→ DESCRIPTION OF THE TASK
Reproduce each line from the first in the data through the line that contains "let tracer = RayTracer::new();" exactly; give nothing else.

:: DATA PROVIDED ::

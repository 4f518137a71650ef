#[cfg(test)]
mod tests {
    use resono::{
        CapturePattern, Error, Material, Mesh, OrderRange, RayTraceSettings, RayTracer,
        SampleBuffer, Scene, SourcePattern, Transducer, Vec3,
    };
    use std::{str::FromStr, sync::Arc};

    use crate::common::*;

    #[test]
    fn not_ready() {
        let tracer = RayTracer::new();
        assert!(matches!(tracer.process(0, 1.0), Err(Error::NotReady(_))));

        let mut tracer = tracer_without_scene();
        let captures = add_stereo_pair(&mut tracer);
        bind_all(&mut tracer, &captures, OrderRange::ALL, 100);
        assert!(matches!(tracer.process(0, 1.0), Err(Error::NotReady(_))));
    }

    fn tracer_without_scene() -> RayTracer {
        let mut tracer = RayTracer::new();
        tracer.init().unwrap();
        tracer
    }

    #[test]
    fn geometry() {
        assert!(matches!(Material::new(1.5), Err(Error::Geometry(_))));
        assert!(matches!(Material::new(f32::NAN), Err(Error::Geometry(_))));

        let mut tracer = tracer_without_scene();
        assert!(matches!(
            tracer.set_scene(Scene::new()),
            Err(Error::Geometry(_))
        ));

        let mut mesh = Mesh::new();
        mesh.add_position(Vec3::ZERO);
        mesh.add_position(Vec3::X);
        let m = mesh.add_material(Material::WOOD);
        mesh.add_triangle([0, 1, 2], m);
        let mut scene = Scene::new();
        assert!(matches!(scene.attach(&mesh), Err(Error::Geometry(_))));
        // Rejected meshes leave no trace
        assert!(scene.triangles().is_empty());
        assert!(scene.vertices().is_empty());
    }

    #[test]
    fn invalid_arguments() {
        let mut tracer = tracer_without_scene();
        let t = Transducer::new(Vec3::ZERO, Vec3::new(0.0, 0.0, 0.05));
        assert!(matches!(
            tracer.add_source_named(t, "spotlight"),
            Err(Error::InvalidArgument(_))
        ));
        assert!(matches!(
            tracer.add_capture_named(t, "shotgun"),
            Err(Error::InvalidArgument(_))
        ));
        assert!(matches!(
            SourcePattern::try_from(5),
            Err(Error::InvalidArgument(_))
        ));
        assert!(matches!(
            CapturePattern::try_from(-1),
            Err(Error::InvalidArgument(_))
        ));
        assert_eq!(
            SourcePattern::from_str("sphere").unwrap(),
            SourcePattern::Icosphere
        );

        let buffer = SampleBuffer::shared(1, 100);
        assert!(matches!(
            tracer.bind_capture(0, Arc::clone(&buffer), 0, -1, -1),
            Err(Error::InvalidArgument(_))
        ));
        // Point captures can't pick anything up, whatever the pattern
        let point = Transducer::new(Vec3::new(1.0, 0.0, 0.0), Vec3::ZERO);
        assert!(matches!(
            tracer.add_capture(point, CapturePattern::Omni),
            Err(Error::InvalidArgument(_))
        ));
        assert_eq!(tracer.capture_count(), 0);

        let capture = tracer.add_capture(t, CapturePattern::HyperCardioid).unwrap();
        for (min, max) in [(2, 1), (-2, 3), (0, -5)] {
            assert!(matches!(
                tracer.bind_capture(capture, Arc::clone(&buffer), 0, min, max),
                Err(Error::InvalidArgument(_))
            ));
        }
        assert!(matches!(
            tracer.set_settings(RayTraceSettings {
                detalization: 0.0,
                ..RayTraceSettings::default()
            }),
            Err(Error::InvalidArgument(_))
        ));
    }

    #[test]
    fn failed_process_leaves_buffers_untouched() {
        let mut tracer = tracer(RayTraceSettings::default(), room(Material::GLASS));
        let captures = add_stereo_pair(&mut tracer);
        let buffer = bind_all(&mut tracer, &captures, OrderRange::ALL, 100);
        assert!(matches!(
            tracer.process(1, f32::INFINITY),
            Err(Error::InvalidArgument(_))
        ));
        let buffer = buffer.lock().unwrap();
        assert_eq!(buffer.sample_rate(), None);
        assert_eq!(buffer.total(0), 0.0);
        assert_eq!(buffer.total(1), 0.0);
    }
}
use std::{
    sync::mpsc::{channel, Sender},
    thread,
};

use super::{
    path::{PathStats, TraceContext, WorkItem},
    trace_worker::{self, Message},
};
use crate::{
    accumulator::Accumulator,
    error::{Error, Result},
};

/// Splits `items` into `thread_count` contiguous batches of near-equal size.
pub fn batches(items: &[WorkItem], thread_count: usize) -> Vec<&[WorkItem]> {
    let thread_count = thread_count.clamp(1, items.len().max(1));
    (0..thread_count)
        .map(|i| {
            let start = i * items.len() / thread_count;
            let end = (i + 1) * items.len() / thread_count;
            &items[start..end]
        })
        .collect()
}

/// Traces `items` on `thread_count` workers.
///
/// Returns the accumulators in worker order along with the combined statistics.
/// Workers are joined before this returns, whether it succeeds or not.
pub fn run(
    ctx: &TraceContext,
    items: &[WorkItem],
    thread_count: usize,
) -> Result<(Vec<Accumulator>, PathStats)> {
    let batches = batches(items, thread_count);
    log::debug!(
        "Trace manager: {} items over {} threads",
        items.len(),
        batches.len()
    );

    thread::scope(|scope| {
        let (worker_send, from_workers) = channel();

        let mut handles = Vec::with_capacity(batches.len());
        for (thread_id, &batch) in batches.iter().enumerate() {
            let worker_send: Sender<Message> = worker_send.clone();
            let handle = thread::Builder::new()
                .name(format!("RayTraceWorker{}", thread_id))
                .spawn_scoped(scope, move || {
                    trace_worker::launch(thread_id, ctx, batch, &worker_send)
                })
                .map_err(|why| {
                    Error::Resource(format!("Failed to spawn trace worker: {}", why))
                })?;
            handles.push(handle);
        }
        // Workers hold the remaining senders so the loop ends once they all exit
        drop(worker_send);

        let mut workers_done = 0;
        for msg in from_workers {
            match msg {
                Message::Progress {
                    thread_id,
                    items_done,
                    items_total,
                    rays,
                    elapsed_s,
                } => {
                    log::trace!(
                        "Trace manager: Worker {} at {}/{}, {:.0} rays/s",
                        thread_id,
                        items_done,
                        items_total,
                        (rays as f32) / elapsed_s.max(f32::EPSILON)
                    );
                }
                Message::Finished {
                    thread_id,
                    stats,
                    elapsed_s,
                } => {
                    workers_done += 1;
                    log::debug!(
                        "Trace manager: Worker {} finished {} rays in {:.3}s ({}/{})",
                        thread_id,
                        stats.rays,
                        elapsed_s,
                        workers_done,
                        batches.len()
                    );
                }
            }
        }

        let mut accumulators = Vec::with_capacity(handles.len());
        let mut stats = PathStats::default();
        let mut failure = None;
        // Join everyone before reporting so no worker outlives the call
        for (thread_id, handle) in handles.into_iter().enumerate() {
            match handle.join() {
                Ok(Ok((acc, worker_stats))) => {
                    accumulators.push(acc);
                    stats += worker_stats;
                }
                Ok(Err(why)) => {
                    failure.get_or_insert(why);
                }
                Err(_) => {
                    failure.get_or_insert(Error::Resource(format!(
                        "Trace worker {} panicked",
                        thread_id
                    )));
                }
            }
        }

        match failure {
            Some(why) => Err(why),
            None => Ok((accumulators, stats)),
        }
    })
}
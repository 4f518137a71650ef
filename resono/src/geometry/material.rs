//! Acoustic surface materials.

use crate::error::{Error, Result};

/// Energy absorption of a surface.
///
/// The engine is broadband, the presets use the mid band (around 2.5 kHz)
/// absorption of the common building materials.
#[derive(Debug, Clone, Copy, PartialEq)]
pub struct Material {
    /// Fraction of the incident energy absorbed on reflection, in `[0, 1]`.
    pub absorption: f32,
}

impl Material {
    pub const GENERIC: Self = Self { absorption: 0.20 };
    pub const BRICK: Self = Self { absorption: 0.04 };
    pub const CONCRETE: Self = Self { absorption: 0.07 };
    pub const CERAMIC: Self = Self { absorption: 0.02 };
    pub const GRAVEL: Self = Self { absorption: 0.70 };
    pub const CARPET: Self = Self { absorption: 0.69 };
    pub const GLASS: Self = Self { absorption: 0.03 };
    pub const PLASTER: Self = Self { absorption: 0.06 };
    pub const WOOD: Self = Self { absorption: 0.07 };
    pub const METAL: Self = Self { absorption: 0.07 };
    pub const ROCK: Self = Self { absorption: 0.20 };
    /// Ideal mirror, reflects everything.
    pub const RIGID: Self = Self { absorption: 0.0 };

    pub fn new(absorption: f32) -> Result<Self> {
        let ret = Self { absorption };
        ret.validate()?;
        Ok(ret)
    }

    pub fn validate(&self) -> Result<()> {
        if !(0.0..=1.0).contains(&self.absorption) {
            return Err(Error::Geometry(format!(
                "Material absorption {} outside [0, 1]",
                self.absorption
            )));
        }
        Ok(())
    }

    /// Returns the fraction of the incident energy that survives a reflection.
    pub fn reflection(&self) -> f32 {
        1.0 - self.absorption
    }
}

impl Default for Material {
    fn default() -> Self {
        Self::GENERIC
    }
}
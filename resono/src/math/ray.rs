use super::Vec3;

// Based on Physically Based Rendering 3rd ed.
// http://www.pbr-book.org/3ed-2018/Geometry_and_Transformations/Rays.html

#[derive(Copy, PartialEq, Clone, Debug)]
pub struct Ray {
    pub o: Vec3,
    /// Expected to be normalized so that `t` is a distance.
    pub d: Vec3,
    pub t_max: f32,
}

impl Ray {
    /// Creates a new `Ray`.
    pub fn new(o: Vec3, d: Vec3, t_max: f32) -> Self {
        let ret = Self { o, d, t_max };
        debug_assert!(!ret.has_nans());
        ret
    }

    /// Checks if any of the members in this `Ray` contain NaNs.
    pub fn has_nans(&self) -> bool {
        self.o.is_nan() || self.d.is_nan() || self.t_max.is_nan()
    }

    /// Finds the point on this `Ray` at distance `t`.
    pub fn point(&self, t: f32) -> Vec3 {
        self.o + self.d * t
    }
}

:::

→ SOLVED PROBLEM
repository 4f518137a71650ef
#[cfg(test)]
mod tests {
    use resono::{
        CapturePattern, Error, Material, Mesh, OrderRange, RayTraceSettings, RayTracer,
        SampleBuffer, Scene, SourcePattern, Transducer, Vec3,
    };
    use std::{str::FromStr, sync::Arc};

    use crate::common::*;

    #[test]
    fn not_ready() {
        let tracer = RayTracer::new();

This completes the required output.